Dataset entries:
****************************************

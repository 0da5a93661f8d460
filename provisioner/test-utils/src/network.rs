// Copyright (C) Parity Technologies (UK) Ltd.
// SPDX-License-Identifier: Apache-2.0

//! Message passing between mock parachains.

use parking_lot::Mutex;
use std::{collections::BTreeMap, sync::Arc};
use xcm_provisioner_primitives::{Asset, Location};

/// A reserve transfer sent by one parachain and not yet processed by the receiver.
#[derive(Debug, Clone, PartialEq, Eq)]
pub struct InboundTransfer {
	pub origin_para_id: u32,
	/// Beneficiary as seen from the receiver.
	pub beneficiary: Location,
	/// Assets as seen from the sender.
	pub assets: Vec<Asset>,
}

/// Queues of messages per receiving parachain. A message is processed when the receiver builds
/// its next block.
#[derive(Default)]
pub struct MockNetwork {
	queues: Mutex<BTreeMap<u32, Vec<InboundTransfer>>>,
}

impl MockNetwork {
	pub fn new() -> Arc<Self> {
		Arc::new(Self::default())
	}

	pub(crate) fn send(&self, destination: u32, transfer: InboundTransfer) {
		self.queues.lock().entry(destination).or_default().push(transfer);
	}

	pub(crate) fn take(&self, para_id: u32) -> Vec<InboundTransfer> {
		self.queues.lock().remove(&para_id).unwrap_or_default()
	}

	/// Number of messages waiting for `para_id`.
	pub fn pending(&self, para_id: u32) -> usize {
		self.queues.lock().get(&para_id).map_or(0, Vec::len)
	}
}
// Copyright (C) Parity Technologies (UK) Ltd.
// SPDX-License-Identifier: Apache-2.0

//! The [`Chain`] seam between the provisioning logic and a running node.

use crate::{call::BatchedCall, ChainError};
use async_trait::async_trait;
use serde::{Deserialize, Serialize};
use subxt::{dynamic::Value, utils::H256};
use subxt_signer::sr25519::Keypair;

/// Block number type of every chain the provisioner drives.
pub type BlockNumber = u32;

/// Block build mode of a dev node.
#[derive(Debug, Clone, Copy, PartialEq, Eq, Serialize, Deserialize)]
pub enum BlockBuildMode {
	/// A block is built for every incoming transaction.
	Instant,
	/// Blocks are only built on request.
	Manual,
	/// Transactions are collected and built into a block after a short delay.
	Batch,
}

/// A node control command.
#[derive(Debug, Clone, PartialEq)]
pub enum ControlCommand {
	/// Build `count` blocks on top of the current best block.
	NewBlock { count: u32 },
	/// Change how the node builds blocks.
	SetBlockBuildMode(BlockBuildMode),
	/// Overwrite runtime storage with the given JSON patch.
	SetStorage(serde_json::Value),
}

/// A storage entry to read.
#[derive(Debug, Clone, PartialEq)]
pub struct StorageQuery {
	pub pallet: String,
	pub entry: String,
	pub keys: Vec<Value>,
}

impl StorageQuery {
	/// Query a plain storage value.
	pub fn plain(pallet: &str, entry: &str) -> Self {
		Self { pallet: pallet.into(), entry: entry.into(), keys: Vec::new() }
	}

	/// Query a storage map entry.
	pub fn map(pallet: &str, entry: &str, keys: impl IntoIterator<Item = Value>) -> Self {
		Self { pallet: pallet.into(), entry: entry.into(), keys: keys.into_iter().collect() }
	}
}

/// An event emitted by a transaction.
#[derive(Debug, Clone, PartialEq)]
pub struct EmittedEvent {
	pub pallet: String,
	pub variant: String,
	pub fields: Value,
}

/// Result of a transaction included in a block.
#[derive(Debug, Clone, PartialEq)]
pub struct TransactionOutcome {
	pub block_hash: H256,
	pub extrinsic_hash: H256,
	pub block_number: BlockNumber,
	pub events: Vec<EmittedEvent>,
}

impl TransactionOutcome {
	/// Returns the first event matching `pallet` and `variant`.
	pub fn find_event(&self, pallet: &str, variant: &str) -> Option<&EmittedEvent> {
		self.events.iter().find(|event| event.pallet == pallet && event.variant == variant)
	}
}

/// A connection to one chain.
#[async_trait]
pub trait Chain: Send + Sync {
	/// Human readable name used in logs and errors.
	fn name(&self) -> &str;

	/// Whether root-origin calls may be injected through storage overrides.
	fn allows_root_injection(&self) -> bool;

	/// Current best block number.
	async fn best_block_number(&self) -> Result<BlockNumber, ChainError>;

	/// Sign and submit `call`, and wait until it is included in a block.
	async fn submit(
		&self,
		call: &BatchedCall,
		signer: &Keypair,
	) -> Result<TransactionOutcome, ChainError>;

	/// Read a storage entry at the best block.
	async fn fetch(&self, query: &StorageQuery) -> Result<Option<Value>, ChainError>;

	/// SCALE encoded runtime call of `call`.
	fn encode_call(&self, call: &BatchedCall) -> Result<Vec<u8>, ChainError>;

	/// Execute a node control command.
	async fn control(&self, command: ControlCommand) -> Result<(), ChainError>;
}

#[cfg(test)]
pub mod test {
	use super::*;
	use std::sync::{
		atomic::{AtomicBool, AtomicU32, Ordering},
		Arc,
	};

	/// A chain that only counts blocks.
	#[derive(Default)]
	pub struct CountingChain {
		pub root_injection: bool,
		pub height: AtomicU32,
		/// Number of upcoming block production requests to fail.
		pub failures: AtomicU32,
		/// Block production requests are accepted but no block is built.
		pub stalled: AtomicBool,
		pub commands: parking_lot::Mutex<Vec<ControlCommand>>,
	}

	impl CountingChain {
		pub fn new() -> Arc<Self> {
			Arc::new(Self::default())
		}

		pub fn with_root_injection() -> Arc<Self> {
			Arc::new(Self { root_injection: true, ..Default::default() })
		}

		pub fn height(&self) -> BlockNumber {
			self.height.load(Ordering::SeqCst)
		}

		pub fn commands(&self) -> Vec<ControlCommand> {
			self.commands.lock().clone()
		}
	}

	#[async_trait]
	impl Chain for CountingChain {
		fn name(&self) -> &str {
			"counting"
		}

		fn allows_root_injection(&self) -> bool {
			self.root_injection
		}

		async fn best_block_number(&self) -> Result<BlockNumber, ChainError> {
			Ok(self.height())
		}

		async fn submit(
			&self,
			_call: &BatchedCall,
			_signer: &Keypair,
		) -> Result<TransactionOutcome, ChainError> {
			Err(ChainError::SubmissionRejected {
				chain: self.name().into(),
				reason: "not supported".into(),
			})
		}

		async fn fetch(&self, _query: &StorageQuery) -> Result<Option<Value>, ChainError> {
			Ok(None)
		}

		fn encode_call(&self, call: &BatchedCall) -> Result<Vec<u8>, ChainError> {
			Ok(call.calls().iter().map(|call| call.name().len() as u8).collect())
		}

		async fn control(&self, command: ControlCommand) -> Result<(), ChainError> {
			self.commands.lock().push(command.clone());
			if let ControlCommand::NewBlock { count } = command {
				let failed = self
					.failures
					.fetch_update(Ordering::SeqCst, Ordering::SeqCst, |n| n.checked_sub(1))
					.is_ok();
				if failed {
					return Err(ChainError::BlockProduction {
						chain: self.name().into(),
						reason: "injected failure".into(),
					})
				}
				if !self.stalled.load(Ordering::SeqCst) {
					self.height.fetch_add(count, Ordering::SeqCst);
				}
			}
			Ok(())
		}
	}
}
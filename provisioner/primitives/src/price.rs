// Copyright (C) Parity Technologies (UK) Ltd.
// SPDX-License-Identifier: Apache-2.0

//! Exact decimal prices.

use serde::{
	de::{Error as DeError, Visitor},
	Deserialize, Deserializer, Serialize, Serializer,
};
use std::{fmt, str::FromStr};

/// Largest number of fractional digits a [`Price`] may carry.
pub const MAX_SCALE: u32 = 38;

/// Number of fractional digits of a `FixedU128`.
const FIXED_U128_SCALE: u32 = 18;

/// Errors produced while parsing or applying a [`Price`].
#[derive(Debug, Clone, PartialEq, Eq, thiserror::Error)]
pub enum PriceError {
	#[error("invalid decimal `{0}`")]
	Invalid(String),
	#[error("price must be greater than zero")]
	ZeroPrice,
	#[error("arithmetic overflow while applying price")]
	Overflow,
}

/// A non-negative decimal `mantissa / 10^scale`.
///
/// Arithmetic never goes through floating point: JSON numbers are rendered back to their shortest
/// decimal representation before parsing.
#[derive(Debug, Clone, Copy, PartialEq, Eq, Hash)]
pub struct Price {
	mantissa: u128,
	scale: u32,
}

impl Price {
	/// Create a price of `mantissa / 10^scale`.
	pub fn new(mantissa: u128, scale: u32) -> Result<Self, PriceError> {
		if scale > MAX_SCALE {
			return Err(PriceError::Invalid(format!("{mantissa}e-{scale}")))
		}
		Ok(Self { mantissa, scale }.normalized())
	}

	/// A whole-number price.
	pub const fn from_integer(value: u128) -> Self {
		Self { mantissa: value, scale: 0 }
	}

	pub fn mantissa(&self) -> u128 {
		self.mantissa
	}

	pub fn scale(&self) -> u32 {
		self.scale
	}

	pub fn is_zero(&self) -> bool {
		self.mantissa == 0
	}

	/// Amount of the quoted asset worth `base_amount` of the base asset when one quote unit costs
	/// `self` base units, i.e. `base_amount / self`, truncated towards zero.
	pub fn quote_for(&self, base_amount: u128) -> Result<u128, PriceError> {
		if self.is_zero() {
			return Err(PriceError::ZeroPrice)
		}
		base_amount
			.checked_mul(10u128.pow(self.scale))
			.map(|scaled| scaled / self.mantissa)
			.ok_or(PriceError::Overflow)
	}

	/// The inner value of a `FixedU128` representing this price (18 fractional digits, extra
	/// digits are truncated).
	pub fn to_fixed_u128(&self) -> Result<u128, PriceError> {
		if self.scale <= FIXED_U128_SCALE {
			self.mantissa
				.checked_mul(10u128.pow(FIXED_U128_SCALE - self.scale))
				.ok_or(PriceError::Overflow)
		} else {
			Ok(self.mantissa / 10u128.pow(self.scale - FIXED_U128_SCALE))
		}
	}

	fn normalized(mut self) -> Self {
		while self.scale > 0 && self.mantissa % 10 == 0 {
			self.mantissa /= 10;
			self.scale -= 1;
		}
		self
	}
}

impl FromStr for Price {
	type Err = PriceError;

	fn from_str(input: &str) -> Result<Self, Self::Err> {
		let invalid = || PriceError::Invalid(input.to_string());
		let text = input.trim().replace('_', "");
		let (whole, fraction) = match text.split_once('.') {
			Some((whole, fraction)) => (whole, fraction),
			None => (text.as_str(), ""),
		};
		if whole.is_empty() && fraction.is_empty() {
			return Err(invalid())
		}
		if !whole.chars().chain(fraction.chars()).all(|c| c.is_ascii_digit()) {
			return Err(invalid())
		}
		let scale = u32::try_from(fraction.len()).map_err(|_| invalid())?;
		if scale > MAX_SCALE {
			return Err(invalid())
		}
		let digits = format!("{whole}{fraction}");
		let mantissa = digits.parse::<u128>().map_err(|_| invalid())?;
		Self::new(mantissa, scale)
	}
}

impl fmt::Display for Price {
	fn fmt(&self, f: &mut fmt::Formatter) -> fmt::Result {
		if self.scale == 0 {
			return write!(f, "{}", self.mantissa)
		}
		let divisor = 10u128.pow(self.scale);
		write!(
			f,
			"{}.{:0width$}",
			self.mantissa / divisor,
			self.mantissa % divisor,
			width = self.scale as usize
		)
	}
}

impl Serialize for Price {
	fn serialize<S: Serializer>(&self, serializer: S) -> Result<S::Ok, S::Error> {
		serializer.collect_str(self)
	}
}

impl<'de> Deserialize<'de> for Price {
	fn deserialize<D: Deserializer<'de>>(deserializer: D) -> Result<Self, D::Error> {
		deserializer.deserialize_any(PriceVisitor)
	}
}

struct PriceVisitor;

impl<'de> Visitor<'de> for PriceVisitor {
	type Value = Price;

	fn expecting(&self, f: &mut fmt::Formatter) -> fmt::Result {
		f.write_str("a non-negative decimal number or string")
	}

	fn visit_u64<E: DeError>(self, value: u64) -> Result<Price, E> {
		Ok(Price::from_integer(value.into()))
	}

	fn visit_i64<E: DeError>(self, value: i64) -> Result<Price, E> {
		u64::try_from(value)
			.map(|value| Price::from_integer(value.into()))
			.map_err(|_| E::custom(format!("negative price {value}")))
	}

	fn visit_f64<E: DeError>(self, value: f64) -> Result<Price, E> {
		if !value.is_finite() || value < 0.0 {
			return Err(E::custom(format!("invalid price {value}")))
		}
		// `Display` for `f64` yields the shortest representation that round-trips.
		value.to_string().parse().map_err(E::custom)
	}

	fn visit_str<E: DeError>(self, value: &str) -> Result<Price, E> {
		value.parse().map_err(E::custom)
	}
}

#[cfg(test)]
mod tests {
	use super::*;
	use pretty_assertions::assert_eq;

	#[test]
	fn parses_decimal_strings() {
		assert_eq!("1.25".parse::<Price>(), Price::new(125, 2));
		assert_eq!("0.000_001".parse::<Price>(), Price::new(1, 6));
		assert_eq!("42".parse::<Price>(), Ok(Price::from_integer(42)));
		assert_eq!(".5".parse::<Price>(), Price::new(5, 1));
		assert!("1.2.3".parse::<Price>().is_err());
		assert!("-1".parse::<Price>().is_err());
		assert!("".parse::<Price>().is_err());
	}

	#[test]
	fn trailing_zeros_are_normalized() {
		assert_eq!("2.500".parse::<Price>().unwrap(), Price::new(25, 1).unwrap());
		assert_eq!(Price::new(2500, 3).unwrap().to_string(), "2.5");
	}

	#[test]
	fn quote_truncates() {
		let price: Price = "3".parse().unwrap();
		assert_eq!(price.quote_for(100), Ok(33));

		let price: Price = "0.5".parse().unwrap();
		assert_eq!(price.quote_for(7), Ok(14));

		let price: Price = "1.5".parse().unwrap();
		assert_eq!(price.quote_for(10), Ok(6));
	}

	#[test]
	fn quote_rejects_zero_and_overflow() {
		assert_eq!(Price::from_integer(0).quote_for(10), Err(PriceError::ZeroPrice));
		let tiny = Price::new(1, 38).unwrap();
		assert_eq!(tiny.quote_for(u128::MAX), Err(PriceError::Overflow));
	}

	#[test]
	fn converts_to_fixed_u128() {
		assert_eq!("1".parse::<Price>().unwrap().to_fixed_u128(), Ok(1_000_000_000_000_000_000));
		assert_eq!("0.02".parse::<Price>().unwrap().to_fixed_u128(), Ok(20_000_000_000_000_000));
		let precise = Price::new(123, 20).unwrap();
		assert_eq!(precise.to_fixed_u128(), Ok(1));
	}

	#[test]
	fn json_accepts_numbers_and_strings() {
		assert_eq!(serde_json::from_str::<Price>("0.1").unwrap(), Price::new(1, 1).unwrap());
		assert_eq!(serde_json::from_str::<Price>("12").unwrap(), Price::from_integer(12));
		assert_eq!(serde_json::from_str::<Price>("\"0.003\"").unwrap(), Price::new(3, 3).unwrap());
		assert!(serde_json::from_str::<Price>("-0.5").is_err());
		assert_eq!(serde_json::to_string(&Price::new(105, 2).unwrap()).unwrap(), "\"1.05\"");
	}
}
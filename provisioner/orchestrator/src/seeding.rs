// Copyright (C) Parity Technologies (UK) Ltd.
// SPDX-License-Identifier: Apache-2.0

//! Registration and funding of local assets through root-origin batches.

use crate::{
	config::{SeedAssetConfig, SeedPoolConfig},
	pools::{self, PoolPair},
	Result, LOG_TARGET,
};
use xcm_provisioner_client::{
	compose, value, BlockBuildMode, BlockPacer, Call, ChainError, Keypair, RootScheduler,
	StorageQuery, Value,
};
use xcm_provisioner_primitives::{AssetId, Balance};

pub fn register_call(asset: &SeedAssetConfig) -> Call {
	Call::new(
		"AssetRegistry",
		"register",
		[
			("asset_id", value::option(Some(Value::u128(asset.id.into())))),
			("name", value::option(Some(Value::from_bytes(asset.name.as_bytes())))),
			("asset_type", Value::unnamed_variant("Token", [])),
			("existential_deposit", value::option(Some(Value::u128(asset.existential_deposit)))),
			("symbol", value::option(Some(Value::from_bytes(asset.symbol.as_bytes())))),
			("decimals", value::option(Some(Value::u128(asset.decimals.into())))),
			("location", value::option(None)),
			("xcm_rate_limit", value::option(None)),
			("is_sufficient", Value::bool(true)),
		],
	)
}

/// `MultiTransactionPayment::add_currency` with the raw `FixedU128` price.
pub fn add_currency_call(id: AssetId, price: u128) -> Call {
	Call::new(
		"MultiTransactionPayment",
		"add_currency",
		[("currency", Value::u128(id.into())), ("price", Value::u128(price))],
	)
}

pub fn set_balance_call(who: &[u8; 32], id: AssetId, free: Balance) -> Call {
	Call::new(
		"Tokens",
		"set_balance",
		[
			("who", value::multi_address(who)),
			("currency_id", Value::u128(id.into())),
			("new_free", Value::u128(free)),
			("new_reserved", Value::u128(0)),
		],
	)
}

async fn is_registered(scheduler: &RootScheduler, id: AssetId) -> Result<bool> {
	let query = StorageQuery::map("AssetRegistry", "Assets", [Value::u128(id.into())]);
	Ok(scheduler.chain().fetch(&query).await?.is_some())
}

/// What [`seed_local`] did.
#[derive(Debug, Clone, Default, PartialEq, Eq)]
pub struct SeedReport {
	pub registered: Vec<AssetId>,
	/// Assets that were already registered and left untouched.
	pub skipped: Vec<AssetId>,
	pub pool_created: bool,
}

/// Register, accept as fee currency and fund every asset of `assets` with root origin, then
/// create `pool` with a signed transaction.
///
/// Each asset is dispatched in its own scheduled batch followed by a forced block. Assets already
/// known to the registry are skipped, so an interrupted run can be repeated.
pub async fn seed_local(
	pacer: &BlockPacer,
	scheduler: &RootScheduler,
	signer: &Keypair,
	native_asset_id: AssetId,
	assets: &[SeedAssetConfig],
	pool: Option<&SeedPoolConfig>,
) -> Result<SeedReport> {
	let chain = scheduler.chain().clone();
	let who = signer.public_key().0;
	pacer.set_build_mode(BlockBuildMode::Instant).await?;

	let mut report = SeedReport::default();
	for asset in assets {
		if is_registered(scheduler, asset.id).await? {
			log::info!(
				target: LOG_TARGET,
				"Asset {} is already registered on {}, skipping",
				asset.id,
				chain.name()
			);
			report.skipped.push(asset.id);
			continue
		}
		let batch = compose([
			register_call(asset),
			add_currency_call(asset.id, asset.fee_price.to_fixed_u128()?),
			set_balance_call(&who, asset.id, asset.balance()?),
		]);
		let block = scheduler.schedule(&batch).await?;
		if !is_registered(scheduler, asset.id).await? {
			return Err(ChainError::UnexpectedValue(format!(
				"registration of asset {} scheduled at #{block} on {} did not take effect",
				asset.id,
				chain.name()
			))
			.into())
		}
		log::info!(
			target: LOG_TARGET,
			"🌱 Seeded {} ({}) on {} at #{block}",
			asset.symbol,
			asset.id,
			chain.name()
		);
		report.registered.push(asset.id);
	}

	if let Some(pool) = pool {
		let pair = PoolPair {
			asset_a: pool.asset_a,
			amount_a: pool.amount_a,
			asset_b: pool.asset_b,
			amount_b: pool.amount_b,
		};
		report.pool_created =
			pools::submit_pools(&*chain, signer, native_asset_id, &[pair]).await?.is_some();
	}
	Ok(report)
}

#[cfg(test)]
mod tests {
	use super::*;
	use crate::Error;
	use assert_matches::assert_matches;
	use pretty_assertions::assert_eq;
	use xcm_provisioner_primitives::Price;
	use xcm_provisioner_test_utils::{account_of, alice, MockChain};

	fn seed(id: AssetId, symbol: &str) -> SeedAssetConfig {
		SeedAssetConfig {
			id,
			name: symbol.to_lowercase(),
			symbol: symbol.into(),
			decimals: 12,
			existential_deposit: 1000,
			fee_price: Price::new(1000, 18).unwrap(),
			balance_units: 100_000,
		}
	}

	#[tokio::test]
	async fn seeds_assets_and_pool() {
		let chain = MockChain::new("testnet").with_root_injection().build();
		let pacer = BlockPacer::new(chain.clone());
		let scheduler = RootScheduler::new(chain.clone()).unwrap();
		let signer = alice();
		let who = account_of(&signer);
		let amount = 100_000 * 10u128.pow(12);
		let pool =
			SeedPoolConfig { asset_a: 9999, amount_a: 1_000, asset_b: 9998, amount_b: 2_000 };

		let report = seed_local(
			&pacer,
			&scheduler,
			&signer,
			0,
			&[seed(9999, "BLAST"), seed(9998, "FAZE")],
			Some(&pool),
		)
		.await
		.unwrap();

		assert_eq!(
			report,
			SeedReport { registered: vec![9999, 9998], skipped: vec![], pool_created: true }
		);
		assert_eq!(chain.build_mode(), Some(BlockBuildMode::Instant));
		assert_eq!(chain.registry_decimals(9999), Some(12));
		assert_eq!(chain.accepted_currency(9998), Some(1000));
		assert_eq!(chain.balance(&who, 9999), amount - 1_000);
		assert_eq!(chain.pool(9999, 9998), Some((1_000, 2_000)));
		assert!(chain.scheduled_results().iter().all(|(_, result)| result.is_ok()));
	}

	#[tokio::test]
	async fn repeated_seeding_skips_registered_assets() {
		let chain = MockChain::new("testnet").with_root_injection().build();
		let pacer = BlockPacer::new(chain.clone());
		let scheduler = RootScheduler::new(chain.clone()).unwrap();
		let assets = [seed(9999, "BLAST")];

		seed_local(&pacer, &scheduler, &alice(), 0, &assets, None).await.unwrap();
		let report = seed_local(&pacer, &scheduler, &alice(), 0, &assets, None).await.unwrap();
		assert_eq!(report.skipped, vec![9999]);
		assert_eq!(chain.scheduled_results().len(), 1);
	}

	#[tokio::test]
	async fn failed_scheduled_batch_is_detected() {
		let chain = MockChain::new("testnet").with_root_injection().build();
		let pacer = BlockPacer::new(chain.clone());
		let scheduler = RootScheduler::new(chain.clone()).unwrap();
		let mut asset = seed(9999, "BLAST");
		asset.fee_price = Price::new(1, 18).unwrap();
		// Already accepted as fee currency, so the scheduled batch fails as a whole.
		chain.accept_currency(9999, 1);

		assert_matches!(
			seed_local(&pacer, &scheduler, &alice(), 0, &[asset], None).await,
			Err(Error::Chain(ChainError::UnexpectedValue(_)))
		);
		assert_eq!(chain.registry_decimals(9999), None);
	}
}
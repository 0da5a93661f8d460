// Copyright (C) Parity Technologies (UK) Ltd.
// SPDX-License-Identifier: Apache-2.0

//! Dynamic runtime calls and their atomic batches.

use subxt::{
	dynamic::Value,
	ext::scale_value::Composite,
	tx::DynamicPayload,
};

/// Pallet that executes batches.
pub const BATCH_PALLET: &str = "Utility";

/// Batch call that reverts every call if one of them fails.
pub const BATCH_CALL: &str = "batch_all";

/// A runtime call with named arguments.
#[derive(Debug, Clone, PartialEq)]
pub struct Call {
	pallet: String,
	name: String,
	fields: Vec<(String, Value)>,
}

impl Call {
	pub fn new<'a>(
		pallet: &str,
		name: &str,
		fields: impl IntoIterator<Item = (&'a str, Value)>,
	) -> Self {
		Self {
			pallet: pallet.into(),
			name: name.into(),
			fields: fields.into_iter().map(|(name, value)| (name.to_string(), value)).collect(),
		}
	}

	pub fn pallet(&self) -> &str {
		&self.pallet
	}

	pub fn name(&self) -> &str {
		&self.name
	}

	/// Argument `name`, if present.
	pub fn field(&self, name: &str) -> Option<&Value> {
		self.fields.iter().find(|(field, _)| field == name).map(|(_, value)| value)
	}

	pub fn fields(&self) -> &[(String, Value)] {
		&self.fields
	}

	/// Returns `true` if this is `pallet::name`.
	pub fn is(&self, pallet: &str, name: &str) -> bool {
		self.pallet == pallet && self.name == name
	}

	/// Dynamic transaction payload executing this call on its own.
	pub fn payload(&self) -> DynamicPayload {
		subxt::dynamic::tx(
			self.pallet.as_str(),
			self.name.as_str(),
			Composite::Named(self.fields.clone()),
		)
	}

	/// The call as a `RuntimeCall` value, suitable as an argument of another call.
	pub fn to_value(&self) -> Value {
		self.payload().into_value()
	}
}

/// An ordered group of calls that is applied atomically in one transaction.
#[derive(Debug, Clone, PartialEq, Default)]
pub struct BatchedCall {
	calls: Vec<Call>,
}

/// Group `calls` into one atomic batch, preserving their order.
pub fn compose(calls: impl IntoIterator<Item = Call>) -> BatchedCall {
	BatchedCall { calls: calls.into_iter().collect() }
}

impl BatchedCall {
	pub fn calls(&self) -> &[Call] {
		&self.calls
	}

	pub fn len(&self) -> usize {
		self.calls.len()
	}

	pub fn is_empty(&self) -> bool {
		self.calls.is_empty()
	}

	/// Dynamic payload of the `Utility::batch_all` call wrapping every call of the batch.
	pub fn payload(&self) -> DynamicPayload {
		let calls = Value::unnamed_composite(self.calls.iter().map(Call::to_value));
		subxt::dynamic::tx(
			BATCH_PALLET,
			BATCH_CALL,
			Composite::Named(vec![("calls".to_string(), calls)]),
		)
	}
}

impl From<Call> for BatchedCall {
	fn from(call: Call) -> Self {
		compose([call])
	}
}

****************************************

> [What you need to do]
Every line above in which the word "negative" occurs needs to be copied.

> [Written response]
/// A non-negative decimal `mantissa / 10^scale`.
		f.write_str("a non-negative decimal number or string")
			.map_err(|_| E::custom(format!("negative price {value}")))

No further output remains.